Through semi-structured interviews, Nilsson et al. (2016) explored how professionals in a South African school setting responded and reacted to a child with CP in need of pain management. Schoolteachers and professionals were divided into focus groups, giving statements on the topic and answering specific questions such as, “How would you react when a child with CP is in pain?” and, “Which other strategies have you tried to manage pain in children with CP?” The report provided no quantitative results on the efficacy of the interventions mentioned, but the descriptive statements of the schoolteachers’ management of a child’s pain were subcategorized into three main categories (environmental, treatment, and support strategies). They reported that assistive devices such as pillows, standing frames, and adapted chairs and wheelchairs were helpful for the child’s functioning. Other useful environmental modalities were peer support, adaption of a daily schedule, collaboration with parents, and communication between therapists and educators to improve pain management. The discussed non-pharmacological treatment strategies with positive effects were stretching and repositioning, massage, and warm baths –all assessed qualitatively. Effective support strategies included distraction from the pain, emotional support, external health care support, and professional team collaboration. They concluded that a multidisciplinary approach is important in the treatment of chronic pain [33].

4 Discussion

This study confirms the initial presumption that there is a lack of substantial evidence on the topic of non-pharmacological pain management for children with CP. Though the research demonstrates an overall positive effect of various non-pharmacological pain-relieving interventions (8 out of 13 papers), the quality of evidence and power of the research is low. Table 4 summarizes all included studies and their findings regarding pain relief. Assistive devices (standing frames and the lying hip abduction system) have showed benefits in reducing pain [30–32 , 34]. Positive effects on pain were seen in 3 out of 4 studies related to physiotherapy [18 , 21]. Two studies, based on interviews, found massage therapy beneficial to pain [22, 23]. The interventions have not been tested systematically or in a controlled trial, which is advisable for further research.
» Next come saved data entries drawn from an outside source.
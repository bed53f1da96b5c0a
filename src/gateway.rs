//! Gateway to the Spotify player endpoints.
//!
//! All remote calls the poll loop and the request handlers make go through
//! here: the currently-playing fetch, the recently-played listing, and raw
//! artwork retrieval. The currently-playing fetch classifies its own
//! failures into an explicit [`FetchError`] so the poll loop can dispatch
//! on the tag instead of unpicking status codes.

use std::time::Duration;

use reqwest::{header::RETRY_AFTER, StatusCode};
use url::Url;

use crate::{
    error::{Error, Result},
    http::Client as HttpClient,
    protocol::{
        self,
        player::{CurrentlyPlaying, RecentlyPlayed},
    },
    tokens::AccessToken,
};

/// Classified failure of a currently-playing fetch.
///
/// The poll loop's handling policy per tag:
/// * `RateLimited` - sleep the carried delay, then resume
/// * `Server`, `Malformed`, `Network` - transient, retry next tick
/// * `Client` - fatal, an unrecoverable configuration error
#[derive(thiserror::Error, Debug)]
pub enum FetchError {
    /// The remote asked us to back off for the carried duration.
    #[error("rate limited, retry after {}s", .retry_after.as_secs())]
    RateLimited { retry_after: Duration },

    /// Server-side failure (5xx).
    #[error("server-side failure: status {0}")]
    Server(StatusCode),

    /// A success response whose document is not usable.
    #[error("malformed player document: {0}")]
    Malformed(Error),

    /// The request never completed (connection, DNS, timeout).
    #[error("network failure: {0}")]
    Network(Error),

    /// Any other client-side rejection (4xx).
    #[error("client-side failure: status {0}")]
    Client(StatusCode),
}

/// HTTP access to the remote player API.
pub struct Gateway {
    http_client: HttpClient,
}

impl Gateway {
    /// The URL of the currently-playing endpoint.
    const CURRENTLY_PLAYING_URL: &'static str =
        "https://api.spotify.com/v1/me/player/currently-playing";

    /// The URL of the recently-played endpoint.
    const RECENTLY_PLAYED_URL: &'static str =
        "https://api.spotify.com/v1/me/player/recently-played";

    /// Backoff applied when a 429 carries no usable `Retry-After` header.
    const DEFAULT_RETRY_AFTER: Duration = Duration::from_secs(5);

    #[must_use]
    pub fn new(http_client: HttpClient) -> Self {
        Self { http_client }
    }

    /// The underlying rate-limited HTTP client.
    #[must_use]
    pub fn http_client(&self) -> &HttpClient {
        &self.http_client
    }

    /// Fetches the currently playing track.
    ///
    /// Returns `Ok(None)` when the remote reports nothing playing (204).
    /// All failures come back classified; see [`FetchError`].
    pub async fn currently_playing(
        &self,
        token: &AccessToken,
    ) -> std::result::Result<Option<CurrentlyPlaying>, FetchError> {
        let request = self
            .http_client
            .unlimited
            .get(Self::CURRENTLY_PLAYING_URL)
            .bearer_auth(token.as_str())
            .build()
            .map_err(|e| FetchError::Network(e.into()))?;

        let response = self
            .http_client
            .execute(request)
            .await
            .map_err(FetchError::Network)?;

        let status = response.status();
        match status {
            StatusCode::NO_CONTENT => Ok(None),
            status if status.is_success() => {
                let body = response
                    .text()
                    .await
                    .map_err(|e| FetchError::Network(e.into()))?;
                let playing = protocol::json(&body, "currently-playing")
                    .map_err(FetchError::Malformed)?;
                Ok(Some(playing))
            }
            StatusCode::TOO_MANY_REQUESTS => Err(FetchError::RateLimited {
                retry_after: retry_after(&response).unwrap_or(Self::DEFAULT_RETRY_AFTER),
            }),
            status if status.is_server_error() => Err(FetchError::Server(status)),
            status => Err(FetchError::Client(status)),
        }
    }

    /// Fetches the `limit` most recently played tracks.
    pub async fn recently_played(
        &self,
        token: &AccessToken,
        limit: usize,
    ) -> Result<RecentlyPlayed> {
        let request = self
            .http_client
            .unlimited
            .get(Self::RECENTLY_PLAYED_URL)
            .bearer_auth(token.as_str())
            .query(&[("limit", limit)])
            .build()?;

        let response = self.http_client.execute(request).await?;
        let status = response.status();
        if !status.is_success() {
            return Err(Error::unavailable(format!(
                "recently-played fetch failed with status {status}"
            )));
        }

        let body = response.text().await?;
        protocol::json(&body, "recently-played")
    }

    /// Fetches raw artwork bytes from an arbitrary URL.
    pub async fn artwork(&self, url: &Url) -> Result<Vec<u8>> {
        let request = self
            .http_client
            .unlimited
            .get(url.clone())
            .build()?;

        let response = self.http_client.execute(request).await?;
        let status = response.status();
        if !status.is_success() {
            return Err(Error::unavailable(format!(
                "artwork fetch failed with status {status}"
            )));
        }

        Ok(response.bytes().await?.to_vec())
    }
}

/// Parses the `Retry-After` header as a seconds count.
fn retry_after(response: &reqwest::Response) -> Option<Duration> {
    response
        .headers()
        .get(RETRY_AFTER)
        .and_then(|value| value.to_str().ok())
        .and_then(|value| value.parse::<u64>().ok())
        .map(Duration::from_secs)
}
Four studies failed to find any pain-relieving effect from their interventions, which entailed cranial osteopathy, adhesive taping, and swimming [19 , 27]. Two studies did not quantitatively evaluate the efficacy of the interventions but merely described different interventions used by children with CP or caregivers to manage pain [18, 33]. In conclusion, these beneficial findings need further evaluation and more powerful research to substantiate the evidence.
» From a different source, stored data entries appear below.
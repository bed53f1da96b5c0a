//! Error handling for nowplayd.
//!
//! Provides a unified error type based on gRPC status codes, with mapping
//! from the underlying library errors to appropriate categories. Module
//! seams that need richer classification (the gateway's fetch outcome, the
//! poll loop's termination cause) define their own `thiserror` enums and
//! convert into this type at the crate boundary.

#![allow(clippy::enum_glob_use)]

use std::fmt;
use thiserror::Error;

/// Main error type combining error kind and details.
#[derive(Debug)]
pub struct Error {
    /// Classification of the error
    pub kind: ErrorKind,

    /// Details of the underlying error
    pub error: Box<dyn std::error::Error + Send + Sync>,
}

impl Error {
    /// Attempts to downcast the underlying error to a concrete type.
    #[must_use]
    pub fn downcast<E>(&self) -> Option<&E>
    where
        E: std::error::Error + 'static,
    {
        self.error.downcast_ref::<E>()
    }
}

/// Standard result type for nowplayd operations.
pub type Result<T> = std::result::Result<T, Error>;

/// Error categories based on gRPC status codes.
///
/// Each variant maps to a specific HTTP status code and represents a
/// distinct failure category. See
/// [gRPC status codes](https://github.com/googleapis/googleapis/blob/master/google/rpc/code.proto)
/// for the original definitions.
#[expect(clippy::module_name_repetitions)]
#[derive(Clone, Copy, Debug, Eq, Error, Hash, Ord, PartialEq, PartialOrd)]
#[repr(u32)]
pub enum ErrorKind {
    /// HTTP Mapping: 499 Client Closed Request
    #[error("operation was cancelled")]
    Cancelled = 1,

    /// HTTP Mapping: 500 Internal Server Error
    #[error("unknown error")]
    Unknown = 2,

    /// HTTP Mapping: 400 Bad Request
    #[error("invalid argument specified")]
    InvalidArgument = 3,

    /// HTTP Mapping: 504 Gateway Timeout
    #[error("operation timed out")]
    DeadlineExceeded = 4,

    /// HTTP Mapping: 404 Not Found
    #[error("not found")]
    NotFound = 5,

    /// HTTP Mapping: 409 Conflict
    #[error("attempt to create what already exists")]
    AlreadyExists = 6,

    /// HTTP Mapping: 403 Forbidden
    #[error("permission denied")]
    PermissionDenied = 7,

    /// HTTP Mapping: 401 Unauthorized
    #[error("no valid authentication credentials")]
    Unauthenticated = 16,

    /// HTTP Mapping: 429 Too Many Requests
    #[error("resource has been exhausted")]
    ResourceExhausted = 8,

    /// HTTP Mapping: 400 Bad Request
    #[error("invalid state")]
    FailedPrecondition = 9,

    /// HTTP Mapping: 409 Conflict
    #[error("operation aborted")]
    Aborted = 10,

    /// HTTP Mapping: 400 Bad Request
    #[error("out of range")]
    OutOfRange = 11,

    /// HTTP Mapping: 501 Not Implemented
    #[error("not implemented")]
    Unimplemented = 12,

    /// HTTP Mapping: 500 Internal Server Error
    #[error("internal error")]
    Internal = 13,

    /// HTTP Mapping: 503 Service Unavailable
    #[error("service unavailable")]
    Unavailable = 14,

    /// HTTP Mapping: 500 Internal Server Error
    #[error("unrecoverable data loss or corruption")]
    DataLoss = 15,
}

macro_rules! constructor {
    ($(#[$meta:meta])* $name:ident, $kind:ident) => {
        $(#[$meta])*
        pub fn $name<E>(error: E) -> Self
        where
            E: Into<Box<dyn std::error::Error + Send + Sync>>,
        {
            Self {
                kind: ErrorKind::$kind,
                error: error.into(),
            }
        }
    };
}

impl Error {
    /// Creates a new error with specified kind and details.
    pub fn new<E>(kind: ErrorKind, error: E) -> Self
    where
        E: Into<Box<dyn std::error::Error + Send + Sync>>,
    {
        Self {
            kind,
            error: error.into(),
        }
    }

    constructor!(
        /// Creates an error for operations interrupted mid-execution.
        aborted,
        Aborted
    );
    constructor!(
        /// Creates an error for duplicate resource creation attempts.
        already_exists,
        AlreadyExists
    );
    constructor!(
        /// Creates an error for cancelled operations.
        cancelled,
        Cancelled
    );
    constructor!(
        /// Creates an error for data corruption or loss.
        data_loss,
        DataLoss
    );
    constructor!(
        /// Creates an error for operations that exceeded their deadline,
        /// such as a network call running into its timeout.
        deadline_exceeded,
        DeadlineExceeded
    );
    constructor!(
        /// Creates an error for operations that failed due to current state.
        failed_precondition,
        FailedPrecondition
    );
    constructor!(
        /// Creates an error for unexpected internal failures.
        internal,
        Internal
    );
    constructor!(
        /// Creates an error for arguments that fail validation.
        invalid_argument,
        InvalidArgument
    );
    constructor!(
        /// Creates an error for missing resources.
        not_found,
        NotFound
    );
    constructor!(
        /// Creates an error for values outside valid range.
        out_of_range,
        OutOfRange
    );
    constructor!(
        /// Creates an error for callers lacking necessary permissions.
        permission_denied,
        PermissionDenied
    );
    constructor!(
        /// Creates an error for exhausted resources or quota, including
        /// remote rate limiting.
        resource_exhausted,
        ResourceExhausted
    );
    constructor!(
        /// Creates an error for authentication failures: invalid
        /// credentials, expired tokens, or rejected refresh tokens.
        unauthenticated,
        Unauthenticated
    );
    constructor!(
        /// Creates an error for temporarily unavailable services.
        unavailable,
        Unavailable
    );
    constructor!(
        /// Creates an error for unimplemented features.
        unimplemented,
        Unimplemented
    );
    constructor!(
        /// Creates an error that fits no other category.
        unknown,
        Unknown
    );
}

/// Returns the underlying error source, so chains can be examined for
/// root causes.
impl std::error::Error for Error {
    fn source(&self) -> Option<&(dyn std::error::Error + 'static)> {
        self.error.source()
    }
}

/// Formats the error for display as "{kind}: {details}".
impl fmt::Display for Error {
    fn fmt(&self, fmt: &mut fmt::Formatter<'_>) -> fmt::Result {
        write!(fmt, "{}: ", self.kind)?;
        self.error.fmt(fmt)
    }
}

/// Converts IO errors into appropriate error kinds.
impl From<std::io::Error> for Error {
    fn from(err: std::io::Error) -> Self {
        use std::io::ErrorKind::*;
        match err.kind() {
            NotFound => Self::not_found(err),
            PermissionDenied => Self::permission_denied(err),
            AddrInUse | AlreadyExists => Self::already_exists(err),
            AddrNotAvailable | ConnectionRefused | NotConnected => Self::unavailable(err),
            BrokenPipe | ConnectionReset | ConnectionAborted => Self::aborted(err),
            Interrupted | WouldBlock => Self::cancelled(err),
            UnexpectedEof => Self::data_loss(err),
            TimedOut => Self::deadline_exceeded(err),
            InvalidInput | InvalidData => Self::invalid_argument(err),
            WriteZero => Self::resource_exhausted(err),
            _ => Self::unknown(err),
        }
    }
}

/// Converts HTTP client errors based on their nature: body errors become
/// `DataLoss`, decode errors `InvalidArgument`, connect errors
/// `Unavailable`, timeouts `DeadlineExceeded`.
impl From<reqwest::Error> for Error {
    fn from(err: reqwest::Error) -> Self {
        if err.is_body() {
            return Self::data_loss(err);
        }

        if err.is_decode() {
            return Self::invalid_argument(err);
        }

        if err.is_connect() || err.is_request() {
            return Self::unavailable(err);
        }

        if err.is_timeout() {
            return Self::deadline_exceeded(err);
        }

        if let Some(status) = err.status() {
            if status.is_client_error() {
                return Self::invalid_argument(err);
            }
            if status.is_server_error() {
                return Self::unavailable(err);
            }
        }

        Self::unknown(err)
    }
}

/// JSON that fails to parse means a malformed remote document.
impl From<serde_json::Error> for Error {
    fn from(err: serde_json::Error) -> Self {
        Self::invalid_argument(err)
    }
}

impl From<toml::de::Error> for Error {
    fn from(err: toml::de::Error) -> Self {
        Self::invalid_argument(err)
    }
}

impl From<url::ParseError> for Error {
    fn from(err: url::ParseError) -> Self {
        Self::invalid_argument(err)
    }
}

impl From<image::ImageError> for Error {
    fn from(err: image::ImageError) -> Self {
        Self::invalid_argument(err)
    }
}

impl From<tokio::time::error::Elapsed> for Error {
    fn from(err: tokio::time::error::Elapsed) -> Self {
        Self::deadline_exceeded(err)
    }
}

impl From<std::net::AddrParseError> for Error {
    fn from(err: std::net::AddrParseError) -> Self {
        Self::invalid_argument(err)
    }
}

impl From<axum::Error> for Error {
    fn from(err: axum::Error) -> Self {
        Self::aborted(err)
    }
}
A pain-relieving effect of physiotherapy during childhood was found, which also seems to be effective in adulthood. A retrospective survey by Jahnsen et al. (2003) was found through the systematic search, but was initially excluded because participants were adults. However, the adult participants elaborated on their experiences during childhood, namely that as children they participated in regular and frequent physical therapy sessions with positive effects on pain. This should ideally continue into adulthood, as the most common motivation of the participants for continuing with physiotherapy was pain relief [35]. Fowler et al. (2007) also commented on the importance of physical fitness to prevent chronic pain. They suggested that a lack of physical fitness might contribute to secondary conditions such as pain [36]. This is confirmed by Swiggum et al. (2010) in their literature review on implications for pediatric physical therapy. They encourage implementation of regular exercise routines early in childhood, as this might lead to pain-reducing exercise habits later in life. They suggested that families should encourage their child to be regularly physically active despite the pain [37]. The results of this review indicate that physiotherapy is beneficial as a pain reducing treatment, though it is notable that physiotherapy itself, and especially stretching when performed, has been associated with intense and frequent pain in children with CP [38].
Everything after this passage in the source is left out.